Selective depletion of CD14 + CD16 + monocytes by glucocorticoid therapy
Author(s) -
Günter FingerleRowson,
Matthias Angstwurm,
Reinhard Andreesen,
H. W. L. ZieglerHeitbrock
Publication year - 1998
Publication title -
clinical & experimental immunology
Language(s) - English
Resource type - Journals
SCImago Journal Rank - 1.329
H-Index - 135
eISSN - 1365-2249
pISSN - 0009-9104
DOI - 10.1046/j.1365-2249.1998.00617.x
Subject(s) - cd14 , cd16 , monocyte , immunology , immunosuppression , medicine , biology , endocrinology , flow cytometry , immune system , cd8 , cd3
Glucocorticoids (GC) are potent anti‐inflammatory and immunosuppressive agents that act on many cells of the body, including monocytes.
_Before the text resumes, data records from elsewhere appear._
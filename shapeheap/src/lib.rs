//! Property storage for a dynamic-language object model.
//!
//! Objects keep their properties in a dictionary over a raw slot array, a
//! [`Field`]. The dictionary is either dense (integer keys index slots
//! directly) or keyed (open addressing over `[key, value]` pairs). Shape
//! descriptors, [`Map`]s, record key history and the prototype.
//!
//! All entities live in a [`Heap`] arena and refer to each other through
//! tagged [`Value`] words.
mod accessor;
mod dict;
mod export;
mod field;
mod function;
mod heap;
mod interning;
mod key;
mod map;
mod object;
mod slots;
mod strings;
mod tagged;
mod value;
mod visitor;

pub use accessor::{AccessorPair, PairAttributes};
pub use dict::{Dict, DictMut, ITEM_SIZE};
pub use export::{ExportStack, Exported, ExportedObject, ExportedRef};
pub use field::Field;
pub use function::{Function, NativeFn};
pub use heap::{CollectStats, Heap, HeapCell, HeapSettings, HeapStats, ValueKind};
pub use interning::{InternedId, Interner, Symbol};
pub use key::{IntegerKey, PropertyKey};
pub use map::{Map, MapKind};
pub use object::{Object, ObjectFlags, SetOptions};
pub use strings::Str;
pub use tagged::Tagged;
pub use value::Value;
pub use visitor::{Visitable, Visitor};
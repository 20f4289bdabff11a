//! Views over the Field behind an object.
//!
//! A keyed dictionary stores `ITEM_SIZE` words per entry, `[key, value]`,
//! in a power-of-two number of entries. A dense dictionary stores the value
//! for integer key `i` in slot `i` and has no key words at all.
//!
//! Views borrow the Field, so a view can never outlive a storage swap.
use crate::{Field, Value};

/// Words per keyed entry.
pub const ITEM_SIZE: usize = 2;

#[derive(Debug, Clone, Copy)]
pub enum Dict<'a> {
    Dense(&'a Field),
    Keyed(&'a Field),
}

impl<'a> Dict<'a> {
    #[inline]
    pub fn new(field: &'a Field, dense: bool) -> Self {
        if dense {
            Dict::Dense(field)
        } else {
            Dict::Keyed(field)
        }
    }

    #[inline]
    pub fn is_dense(&self) -> bool {
        matches!(self, Dict::Dense(_))
    }

    /// Number of entries, not slots.
    #[inline]
    pub fn capacity(&self) -> usize {
        match self {
            Dict::Dense(field) => field.len(),
            Dict::Keyed(field) => field.len() / ITEM_SIZE,
        }
    }

    /// Key word of entry `index`; `HOLE` for an empty entry.
    #[inline]
    pub fn key(&self, index: usize) -> Value {
        match self {
            Dict::Dense(field) if field.get(index).is_hole() => Value::HOLE,
            Dict::Dense(_) => Value::from_i64(index as i64),
            Dict::Keyed(field) => field.get(index * ITEM_SIZE),
        }
    }

    #[inline]
    pub fn value(&self, index: usize) -> Value {
        match self {
            Dict::Dense(field) => field.get(index),
            Dict::Keyed(field) => field.get(index * ITEM_SIZE + 1),
        }
    }
}

#[derive(Debug)]
pub enum DictMut<'a> {
    Dense(&'a mut Field),
    Keyed(&'a mut Field),
}

impl<'a> DictMut<'a> {
    #[inline]
    pub fn new(field: &'a mut Field, dense: bool) -> Self {
        if dense {
            DictMut::Dense(field)
        } else {
            DictMut::Keyed(field)
        }
    }

    pub fn as_dict(&self) -> Dict<'_> {
        match self {
            DictMut::Dense(field) => Dict::Dense(field),
            DictMut::Keyed(field) => Dict::Keyed(field),
        }
    }

    /// Dense dictionaries derive keys from the index, writing one is a no-op.
    #[inline]
    pub fn set_key(&mut self, index: usize, key: Value) {
        match self {
            DictMut::Dense(_) => {
                debug_assert_eq!(key.to_i64(), Some(index as i64));
            }
            DictMut::Keyed(field) => field.set(index * ITEM_SIZE, key),
        }
    }

    #[inline]
    pub fn set_value(&mut self, index: usize, value: Value) {
        match self {
            DictMut::Dense(field) => field.set(index, value),
            DictMut::Keyed(field) => field.set(index * ITEM_SIZE + 1, value),
        }
    }
}
use std::sync::Arc;

use crate::Symbol;

/// An interned name living in the heap.
#[derive(Debug, Clone)]
pub struct Str {
    symbol: Symbol,
    text: Arc<str>,
}

impl Str {
    pub(crate) fn new(symbol: Symbol, text: Arc<str>) -> Self {
        Self { symbol, text }
    }

    #[inline]
    pub fn symbol(&self) -> Symbol {
        self.symbol
    }

    #[inline]
    pub fn as_str(&self) -> &str {
        &self.text
    }

    #[inline]
    pub fn text(&self) -> Arc<str> {
        self.text.clone()
    }
}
Here we show that a 5‐day course of high dose GC therapy differentially affected the CD14 ++ and the CD14 + CD16 + monocyte subpopulations in 10 patients treated for multiple sclerosis. While the classical (CD14 ++ ) monocytes exhibited a substantial increase from 495 ± 132 to 755 ± 337 cells/μl, the CD14 + CD16 + monocytes responded with a pronounced decrease from 36 ± 15 to 2 ± 3 cells/μl ( P < 0.001). In 4/10 patients the CD14 + CD16 + monocytes fell below detection limits (< 0.2 cells/μl). This observation was confirmed when the CD14 + CD16 + monocytes were identified by virtue of their low CD33 expression as these cells decreased as well. After discontinuation of GC therapy the CD14 + CD16 + monocytes reappeared and reached normal levels after 1 week. The profound depletion of CD14 + CD16 + monocytes by GC as described here is a novel effect of GC action in vivo and may contribute to GC‐mediated immunosuppression. Determination of the number of this monocyte subset may also serve to monitor the effectiveness of GC therapy in patients requiring immunosuppressive treatment.